別に家族なんて簡単になったり簡単に壊れたりしていいと思ってる。
結婚しても、離婚するし、離婚しなくても、心は離れる。

一生同じ組成で家族になるのは難しい。
でも、困ったときに助け合うという観点から見たら、いろいろな人がいる家庭というのはいいと思った。

それから、わたしは妊娠した。
Aちゃんは、家のことやわたしの世話をいろいろしてくれる。六帖さん一人では無理だったろうから、とても助かっている。
Aちゃんも、孤独じゃないし、家を借りる時の保証人やらで困らなくなったからよかったみたい。

わたしは一人でやることは好きだけど、一人でできない時もあるから、いろいろな人に助けてもらいたい。
利害が一致していて、人柄がよければ、家族が増えることに何の異存もない。
助かることばかりだ。

Aちゃんはもちろん、子供を産むことは考えていない。でも、子育てには興味津々だから、手伝ってくれるという。
別に恋愛しなくても家族になれるとわたしは信じていたら、そういう風に生きていたら、そういう人たちが集まった。
六帖さんと一緒に住むことにしたのも、六帖さんがあのとき困っていたからだ。

大人の手が三人あれば、子育てもなんとかできる気がしている。
一人や二人で育てるのが大変でも、子供の親になりたいけど生む気のない人をスカウトして、一緒に経験を共有する試みをこの妊娠でしてみたい。
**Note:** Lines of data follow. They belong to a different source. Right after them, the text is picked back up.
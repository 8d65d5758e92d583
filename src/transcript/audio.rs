//! Audio pipeline: download the soundtrack with yt-dlp and transcribe it with Whisper.

use crate::error::{AsktubeError, Result};
use crate::transcript::{AudioArtifact, Transcript, TranscriptFragment, TranscriptSource};
use crate::video::watch_url;
use async_trait::async_trait;
use reqwest::multipart::{Form, Part};
use serde::{Deserialize, Serialize};
use std::path::{Path, PathBuf};
use std::time::Duration;
use tempfile::TempDir;
use tokio::fs;
use tokio::process::Command;
use tracing::{debug, info};

/// OpenAI Whisper API endpoint.
const WHISPER_API_URL: &str = "https://api.openai.com/v1/audio/transcriptions";

/// Maximum file size for Whisper API (25 MB).
const MAX_FILE_SIZE: usize = 25 * 1024 * 1024;

/// MP3 bitrate requested from yt-dlp. 64 kbit/s keeps ~50 minutes under the upload limit.
const AUDIO_QUALITY: &str = "64K";

/// Transcription models accepted by the endpoint, named as the API names them.
#[derive(Debug, Clone, Copy, Default, PartialEq, Eq, Serialize, Deserialize)]
pub enum WhisperModel {
    #[default]
    #[serde(rename = "whisper-1")]
    Whisper1,
    #[serde(rename = "gpt-4o-transcribe")]
    Gpt4oTranscribe,
    #[serde(rename = "gpt-4o-mini-transcribe")]
    Gpt4oMiniTranscribe,
}

impl WhisperModel {
    pub fn as_str(&self) -> &'static str {
        match self {
            WhisperModel::Whisper1 => "whisper-1",
            WhisperModel::Gpt4oTranscribe => "gpt-4o-transcribe",
            WhisperModel::Gpt4oMiniTranscribe => "gpt-4o-mini-transcribe",
        }
    }
}

impl std::fmt::Display for WhisperModel {
    fn fmt(&self, f: &mut std::fmt::Formatter<'_>) -> std::fmt::Result {
        f.write_str(self.as_str())
    }
}

impl std::str::FromStr for WhisperModel {
    type Err = String;

    fn from_str(s: &str) -> std::result::Result<Self, Self::Err> {
        match s.to_lowercase().as_str() {
            "whisper-1" => Ok(WhisperModel::Whisper1),
            "gpt-4o-transcribe" => Ok(WhisperModel::Gpt4oTranscribe),
            "gpt-4o-mini-transcribe" => Ok(WhisperModel::Gpt4oMiniTranscribe),
            _ => Err(format!(
                "Unknown Whisper model: {}. Use 'whisper-1', 'gpt-4o-transcribe', or 'gpt-4o-mini-transcribe'",
                s
            )),
        }
    }
}

/// Check that yt-dlp is installed and accessible.
pub async fn check_ytdlp() -> Result<()> {
    let output = Command::new("yt-dlp")
        .arg("--version")
        .output()
        .await
        .map_err(|e| {
            AsktubeError::AudioDownload(format!(
                "yt-dlp not found. Install it with: pipx install yt-dlp. Error: {e}"
            ))
        })?;

    if !output.status.success() {
        return Err(AsktubeError::AudioDownload(
            "yt-dlp check failed".to_string(),
        ));
    }

    debug!(
        "yt-dlp {} is available",
        String::from_utf8_lossy(&output.stdout).trim()
    );
    Ok(())
}

/// Download a video's audio track as MP3 into `dir`, returning the file path.
pub async fn download_audio(video_id: &str, dir: &Path) -> Result<PathBuf> {
    check_ytdlp().await?;

    info!("Downloading audio for {}", video_id);

    let template = dir.join(format!("{}.%(ext)s", video_id));
    let output = Command::new("yt-dlp")
        .args([
            "--no-playlist",
            "--quiet",
            "-x",
            "--audio-format",
            "mp3",
            "--audio-quality",
            AUDIO_QUALITY,
            "-o",
        ])
        .arg(&template)
        .arg(watch_url(video_id))
        .output()
        .await
        .map_err(|e| AsktubeError::AudioDownload(format!("Failed to run yt-dlp: {e}")))?;

    if !output.status.success() {
        let stderr = String::from_utf8_lossy(&output.stderr);
        return Err(AsktubeError::AudioDownload(format!(
            "yt-dlp failed: {}",
            stderr.trim()
        )));
    }

    let path = dir.join(format!("{}.mp3", video_id));
    if !path.exists() {
        return Err(AsktubeError::AudioDownload(
            "Output file was not created".to_string(),
        ));
    }

    info!("Audio downloaded to {}", path.display());
    Ok(path)
}

/// Transcript source that runs speech-to-text over the downloaded audio.
pub struct AudioTranscriber {
    client: reqwest::Client,
    api_key: String,
    api_url: String,
    model: WhisperModel,
}

impl AudioTranscriber {
    pub fn new(api_key: String) -> Self {
        Self {
            client: reqwest::Client::new(),
            api_key,
            api_url: WHISPER_API_URL.to_string(),
            model: WhisperModel::default(),
        }
    }

    pub fn with_model(mut self, model: WhisperModel) -> Self {
        self.model = model;
        self
    }

    /// Override the transcription endpoint (used by tests).
    pub fn with_api_url(mut self, api_url: impl Into<String>) -> Self {
        self.api_url = api_url.into();
        self
    }

    /// Transcribe an MP3 already on disk.
    pub async fn transcribe_file(&self, audio_path: &Path, language: Option<&str>) -> Result<Transcript> {
        let bytes = fs::read(audio_path).await?;
        if bytes.len() > MAX_FILE_SIZE {
            return Err(AsktubeError::TranscriptUnavailable(format!(
                "Audio too large for Whisper API: {} bytes (max {} bytes)",
                bytes.len(),
                MAX_FILE_SIZE
            )));
        }

        let file_name = audio_path
            .file_name()
            .and_then(|n| n.to_str())
            .unwrap_or("audio.mp3")
            .to_string();

        let file_part = Part::bytes(bytes.clone())
            .file_name(file_name)
            .mime_str("audio/mpeg")?;

        let mut form = Form::new()
            .part("file", file_part)
            .text("model", self.model.as_str())
            .text("response_format", "verbose_json");

        if let Some(lang) = language {
            form = form.text("language", lang.to_string());
        }

        let response = self.call_api(form).await?;
        let mut transcript = parse_response(response);
        transcript.audio = Some(AudioArtifact {
            bytes,
            mime: "audio/mpeg",
        });
        Ok(transcript)
    }

    async fn call_api(&self, form: Form) -> Result<WhisperResponse> {
        let response = self
            .client
            .post(&self.api_url)
            .header("Authorization", format!("Bearer {}", self.api_key))
            .multipart(form)
            .send()
            .await?;

        let status = response.status();
        debug!("Whisper API response status: {}", status);

        let body = response.text().await?;
        if status.is_success() {
            return Ok(serde_json::from_str(&body)?);
        }

        if let Ok(api_error) = serde_json::from_str::<ApiErrorResponse>(&body) {
            return Err(AsktubeError::Api(format!(
                "Whisper API error: {}",
                api_error.error.message
            )));
        }

        Err(AsktubeError::Api(format!(
            "Whisper API error ({}): {}",
            status, body
        )))
    }
}

/// Convert a Whisper response into transcript fragments.
fn parse_response(response: WhisperResponse) -> Transcript {
    let fragments = match response.segments {
        Some(segments) if !segments.is_empty() => segments
            .into_iter()
            .map(|seg| TranscriptFragment {
                text: seg.text.trim().to_string(),
                start: Some(Duration::from_secs_f64(seg.start.max(0.0))),
                duration: Some(Duration::from_secs_f64((seg.end - seg.start).max(0.0))),
            })
            .collect(),
        _ => vec![TranscriptFragment::new(response.text.trim())],
    };

    Transcript {
        fragments,
        language: response.language,
        audio: None,
    }
}

#[async_trait]
impl TranscriptSource for AudioTranscriber {
    async fn fetch_transcript(&self, video_id: &str, languages: &[String]) -> Result<Transcript> {
        let temp_dir = TempDir::new()?;
        let audio_path = download_audio(video_id, temp_dir.path()).await?;

        let transcript = self
            .transcribe_file(&audio_path, languages.first().map(String::as_str))
            .await?;

        if transcript.is_empty() {
            return Err(AsktubeError::TranscriptUnavailable(format!(
                "No speech recognized in video {}",
                video_id
            )));
        }

        Ok(transcript)
    }

    fn name(&self) -> &'static str {
        "yt-dlp + OpenAI Whisper"
    }
}

// API response types

#[derive(Debug, Deserialize)]
struct WhisperResponse {
    text: String,
    #[serde(default)]
    segments: Option<Vec<WhisperSegment>>,
    #[serde(default)]
    language: Option<String>,
}

#[derive(Debug, Deserialize)]
struct WhisperSegment {
    start: f64,
    end: f64,
    text: String,
}

#[derive(Debug, Deserialize)]
struct ApiErrorResponse {
    error: ApiErrorDetail,
}

#[derive(Debug, Deserialize)]
struct ApiErrorDetail {
    message: String,
}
まだ、人手が足りないから、いいな、と思った人には声をかけている。
もちろん、話に乗るか乗らないかは、本人の意思と決断だから、無理強いはしないけど。

別に恋愛から始まる男女のつがいに限らず、家族の発生は自由であればいい。
社会的な制度がなくても(あったらもっといいかもしれないけど)経済的にそれぞれが自立していたら、家族になるのは可能だ。

血のつながりや体の関係は、家族と切り離せる。
別に集まっていて、お互いが居心地のよい家庭運営が出来さえすれば、血縁であることは、必要な条件から外れる。
子供を産もうが産まなかろうが、結婚しようがしまいが、最後にはひとりだ。

一人でも、孤独じゃない場合もある。家族がいても孤独な場合もある。子供は将来の担保には絶対にならない。
子供には子供の人生があるから、わたしはそういうのと関係なく家族を作りたい。

わたしが子供を産むのは、将来のためじゃない。ただ、子供がいたら面白いかな、という気まぐれだ。
産んだからと言ってうまく育てられるわけじゃない。
子供のころに「c71は虐待しそう」と言われたことをいまだに根に持っている。
それを逆手にとって、子育ては苦手だろうから、わたし一人がやらなくて済む環境づくりを頑張っている。

一人でやることを頑張ると行き詰まる。
それよりも、他人を巻き込んで、一緒に困ってもらうほうが、みんなが愉快でいられると思う。

戸籍が違おうが、セクシャリティが違おうが、人柄がよくて協力し合えるという前提があったら、わたしはどうでもいい。
わたしが家族だと決めた人たちが家族だ。

そうやって、困りごとを分散して、お互いの困りごとを共有し合えば、なんとか生きていけると思う。